Algo que también ha aportado todo este fenómeno es el hecho de compartir los saberes del arte urbano entre todas. Y aunque quizá pueda sonar lapidario, creo realmente que eso ha sido algo que hemos traído nosotras a la mesa. Pienso que antes había entre los hombres una forma muy cerrada de aproximarse a la creación urbana, como: “lo que yo sé es mío, mi saber es mi saber y no lo voy a compartir”. Estas nuevas generaciones, que están alimentadas por chicas, que están nutridas por su forma de hacer las cosas, se permiten mucho más compartir saberes. Entonces, entre nosotras nos decimos: “ven y hacemos un taller” o “ven que yo te enseño”. Hay un interés genuino por intercambiar, por enseñar.
Otra cosa hermosa de todo esto es que dicho compartir entre mujeres artistas no solo ocurre en las grandes ciudades. Desde hace un tiempo muchas de las mingas campesinas o de comunidades indígenas convocan a mingas muralistas para apoyar sus luchas, sus reivindicaciones o sus mensajes. He tenido la oportunidad de participar en un par en Cajamarca y en el Catatumbo. Y aunque obviamente muchas de las mujeres en esos territorios están muy atravesadas por los roles históricamente asignados, hay una vocación muy maternal por parte de las comunidades que nos reciben.
En su trabajo hay un diálogo permanente entre la ilustración y el mural. ¿Para usted toda ilustración tiene el potencial de ser un mural?

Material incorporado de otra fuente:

// Bootstrap credential discovery.
//
// The client writes a colon-delimited lockfile (`name:pid:port:token:protocol`)
// into its install directory; reading it is the reliable path. When the
// lockfile is unreadable we fall back to scanning the client process command
// line for `--app-port` and `--remoting-auth-token`.

use std::fs;
use std::path::PathBuf;

use once_cell::sync::Lazy;
use regex::Regex;
use sysinfo::System;

const LOCKFILE_NAMES: [&str; 3] = ["lockfile", "LeagueClientUx.lockfile", "LeagueClient.lockfile"];

const CLIENT_PROCESS_NAMES: [&str; 4] = [
  "LeagueClientUx.exe",
  "LeagueClient.exe",
  "LeagueClientUx",
  "LeagueClient",
];

static PORT_RE: Lazy<Regex> = Lazy::new(|| Regex::new(r"--app-port=(\d+)").unwrap());
static TOKEN_RE: Lazy<Regex> =
  Lazy::new(|| Regex::new(r"--remoting-auth-token=([\w-]+)").unwrap());

#[derive(Debug, Clone, PartialEq, Eq)]
pub struct LcuCredentials {
  pub port: u16,
  pub token: String,
}

/// Locate the running client's port and auth token. Returns None while the
/// client is not up; the orchestrator polls this.
pub fn discover(league_dirs: &[PathBuf]) -> Option<LcuCredentials> {
  from_lockfile(league_dirs).or_else(from_process)
}

fn from_lockfile(league_dirs: &[PathBuf]) -> Option<LcuCredentials> {
  for dir in league_dirs {
    for name in LOCKFILE_NAMES {
      let path = dir.join(name);
      if let Ok(content) = fs::read_to_string(&path) {
        if let Some(creds) = parse_lockfile(&content) {
          return Some(creds);
        }
      }
    }
  }
  None
}

fn from_process() -> Option<LcuCredentials> {
  let mut sys = System::new();
  sys.refresh_processes();

  for process in sys.processes().values() {
    if !CLIENT_PROCESS_NAMES.contains(&process.name()) {
      continue;
    }
    let cmdline = process.cmd().join(" ");
    let port = PORT_RE
      .captures(&cmdline)
      .and_then(|c| c[1].parse::<u16>().ok());
    let token = TOKEN_RE.captures(&cmdline).map(|c| c[1].to_string());
    if let (Some(port), Some(token)) = (port, token) {
      return Some(LcuCredentials { port, token });
    }
  }
  None
}

pub(crate) fn parse_lockfile(content: &str) -> Option<LcuCredentials> {
  let parts: Vec<&str> = content.trim().split(':').collect();
  if parts.len() < 5 {
    return None;
  }
  let port = parts[2].parse::<u16>().ok()?;
  if parts[3].is_empty() {
    return None;
  }
  Some(LcuCredentials {
    port,
    token: parts[3].to_string(),
  })
}

/// True while the lockfile is still present in any candidate directory.
/// Its removal means the client exited and the event loop should stop.
pub fn lockfile_present(league_dirs: &[PathBuf]) -> bool {
  league_dirs
    .iter()
    .any(|dir| LOCKFILE_NAMES.iter().any(|name| dir.join(name).exists()))
}

#[cfg(test)]
mod tests {
  use super::*;

  #[test]
  fn parses_well_formed_lockfile() {
    let creds = parse_lockfile("LeagueClient:12345:54321:secret-token:https").unwrap();
    assert_eq!(creds.port, 54321);
    assert_eq!(creds.token, "secret-token");
  }

  #[test]
  fn tolerates_trailing_newline() {
    let creds = parse_lockfile("LeagueClient:9:443:tok:https\n").unwrap();
    assert_eq!(creds.port, 443);
  }

  #[test]
  fn rejects_truncated_content() {
    assert!(parse_lockfile("LeagueClient:12345:54321").is_none());
    assert!(parse_lockfile("").is_none());
  }

  #[test]
  fn rejects_non_numeric_port() {
    assert!(parse_lockfile("LeagueClient:12345:notaport:tok:https").is_none());
  }

  #[test]
  fn rejects_empty_token() {
    assert!(parse_lockfile("LeagueClient:12345:54321::https").is_none());
  }
}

Yo pienso que sí. La cuestión es aprender a escalar el dibujo, de qué forma puedo ilustrar algo chiquitito o hacer un boceto en mi agenda y convertirlo en mural. Lo que pasa es que, a veces, quienes están por fuera del muralismo creen que es una tarea mega difícil y compleja, que, claro, requiere mucha práctica, mucho saber técnico, pero una vez uno aprende cómo escalar y cómo apoyarse en retículas, se da cuenta de que todo dibujo tiene el potencial de estar en un formato grande.

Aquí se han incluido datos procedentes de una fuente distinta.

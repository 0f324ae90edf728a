// Everything that talks to the local League client: credential discovery,
// the authenticated REST surface, the wamp event socket, and the event
// dispatcher that fans frames out to handlers.

pub mod dispatcher;
pub mod lockfile;
pub mod rest;
pub mod socket;

pub use dispatcher::EventDispatcher;
pub use lockfile::LcuCredentials;
pub use rest::LcuRestClient;
pub use socket::{LcuEvent, LcuSocket};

En todo caso, en este momento me identifico más con la ilustración. Es mi lugar de mayor interés, pero también de mayor descanso y catarsis emocional. Frente a la naturaleza estática del mural y su condición de quietud, me interesa la movilidad de la ilustración, la manera en que puede viajar en muchos formatos y a muchos lugares. De todas formas, el mural ha tenido en mí otro tipo de movilidad. A veces me sucede que puedo decir: “esta ilustración está chévere, hagámosla real en un muro en España”. También todo depende de los encargos, de lo que quiero potenciar. Lo importante es hacerse una pregunta que creo que aplica para cualquier cosa en la vida: ¿cuál es el verdadero potencial de lo que uso?